Enfin, il y a un dernier point qui, selon nous, pousse à ne pas finir ses jeux, et c’est, à notre grand regret, une tendance qui n’est pas près de s’inverser. Nous parlons bien entendu de ces Game as a Service, terriblement à la mode de nos jours et, par extension, des abonnements de type Game Pass ou PlayStation Plus, l’un comme l’autre étant dans ce qu’on pourrait qualifier le « jeu vidéo snacking ».
Les titres dans la veine des Fortnite, Fall Guys ou autres Genshin Impact sont des productions prônant l’instantanéité du plaisir qu’il sont censés procurer et n’ayant, littéralement, pas de fin. C’est bien sûr dans leur concept, et le leur reprocher serait somme toute assez déplacé, mais le fait est qu’ils habituent les individus à simplement passer d’une partie à l’autre, comme on passe d’une série à l’autre sur Netflix ou Amazon Prime, et comme c’est aussi le cas sur le Game Pass ou le PlayStation Plus.

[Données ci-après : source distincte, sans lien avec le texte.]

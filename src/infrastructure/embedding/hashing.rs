//! Offline embedding provider based on feature hashing
//!
//! Each lowercase alphanumeric token is hashed into one of `dimensions`
//! buckets with a sign taken from the hash, and the result is L2-normalised.
//! Texts sharing vocabulary end up close under cosine similarity, which is
//! enough to exercise retrieval without a model.

use async_trait::async_trait;

use crate::domain::embedding::{Embedding, EmbeddingProvider, EmbeddingRequest, EmbeddingResponse};
use crate::domain::DomainError;

pub const DEFAULT_HASHING_DIMENSIONS: usize = 256;

const FNV_OFFSET: u64 = 0xcbf2_9ce4_8422_2325;
const FNV_PRIME: u64 = 0x0000_0100_0000_01b3;

#[derive(Debug, Clone)]
pub struct HashingEmbeddingProvider {
    dimensions: usize,
}

impl Default for HashingEmbeddingProvider {
    fn default() -> Self {
        Self {
            dimensions: DEFAULT_HASHING_DIMENSIONS,
        }
    }
}

impl HashingEmbeddingProvider {
    pub fn new(dimensions: usize) -> Result<Self, DomainError> {
        if dimensions == 0 {
            return Err(DomainError::configuration(
                "Hashing embedding dimensions must be at least 1",
            ));
        }

        Ok(Self { dimensions })
    }

    pub fn dimensions(&self) -> usize {
        self.dimensions
    }

    fn embed_text(&self, text: &str) -> Vec<f32> {
        let mut vector = vec![0.0f32; self.dimensions];

        for token in text
            .split(|c: char| !c.is_alphanumeric())
            .filter(|t| !t.is_empty())
        {
            let hash = fnv1a(&token.to_lowercase());
            let bucket = (hash % self.dimensions as u64) as usize;
            let sign = if (hash >> 63) == 0 { 1.0 } else { -1.0 };
            vector[bucket] += sign;
        }

        let norm = vector.iter().map(|x| x * x).sum::<f32>().sqrt();
        if norm > 0.0 {
            vector.iter_mut().for_each(|x| *x /= norm);
        }

        vector
    }
}

fn fnv1a(token: &str) -> u64 {
    token.bytes().fold(FNV_OFFSET, |hash, byte| {
        (hash ^ byte as u64).wrapping_mul(FNV_PRIME)
    })
}

#[async_trait]
impl EmbeddingProvider for HashingEmbeddingProvider {
    async fn embed(&self, request: EmbeddingRequest) -> Result<EmbeddingResponse, DomainError> {
        let embeddings = request
            .prefixed_inputs()
            .iter()
            .enumerate()
            .map(|(index, text)| Embedding::new(index, self.embed_text(text)))
            .collect();

        Ok(EmbeddingResponse::new(self.model(), embeddings))
    }

    fn provider_name(&self) -> &'static str {
        "hashing"
    }

    fn model(&self) -> &str {
        "feature-hashing"
    }
}

#[cfg(test)]
mod tests {
    use super::*;
    use crate::domain::cosine_similarity;

    async fn vectors(provider: &HashingEmbeddingProvider, texts: &[&str]) -> Vec<Vec<f32>> {
        provider
            .embed(EmbeddingRequest::new(
                texts.iter().map(|t| t.to_string()).collect(),
            ))
            .await
            .unwrap()
            .into_vectors()
    }

    #[tokio::test]
    async fn test_deterministic_and_normalised() {
        let provider = HashingEmbeddingProvider::default();
        let v = vectors(&provider, &["Remote work policy", "remote WORK policy"]).await;

        assert_eq!(v[0], v[1]);
        let norm: f32 = v[0].iter().map(|x| x * x).sum::<f32>().sqrt();
        assert!((norm - 1.0).abs() < 1e-5);
    }

    #[tokio::test]
    async fn test_shared_vocabulary_is_closer() {
        let provider = HashingEmbeddingProvider::default();
        let v = vectors(
            &provider,
            &[
                "vacation days policy",
                "how many vacation days do I get",
                "kubernetes cluster upgrade runbook",
            ],
        )
        .await;

        assert!(cosine_similarity(&v[0], &v[1]) > cosine_similarity(&v[0], &v[2]));
    }

    #[tokio::test]
    async fn test_empty_text_is_zero_vector() {
        let provider = HashingEmbeddingProvider::new(8).unwrap();
        let v = vectors(&provider, &["  ...  "]).await;

        assert_eq!(v[0], vec![0.0; 8]);
    }

    #[test]
    fn test_rejects_zero_dimensions() {
        assert!(HashingEmbeddingProvider::new(0).is_err());
    }
}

De fait, ne pas finir ses jeux est quelque chose qui est loin d’être anormal (il n’y a qu’à regarder les taux d’obtention des succès/trophées récompensant la complétion d’un jeu) ou même illogique, le marché étant extrêmement propice à cet état de fait. Et s’il n’y a rien de bien grave, in fine, cela est en train de changer petit à petit les jeux vidéo tels qu’on les connaît.
Les développeurs pourraient être de plus en plus tentés de rendre leurs productions moins vastes, comme pour Assassin’s Creed: Mirage (ce qui n’est sans doute pas un mal), mais aussi, et ce serait beaucoup plus regrettable, de ne se concentrer que sur les débuts de leurs productions. Car à quoi bon dépenser du temps, de l’argent et de l’énergie à proposer une expérience variée et à l’intérêt grandissant quand on constate que les trois-quarts des joueurs n’iront pas au-delà de la première moitié de l’aventure ?
Ainsi, si l’acte de ne pas finir ses jeux avant de passer aux suivants paraît anodin, il représente pourtant un véritable questionnement sur notre mode de consommation individuel, mais aussi sur la forme vers laquelle on souhaite collectivement voir le jeu vidéo évoluer.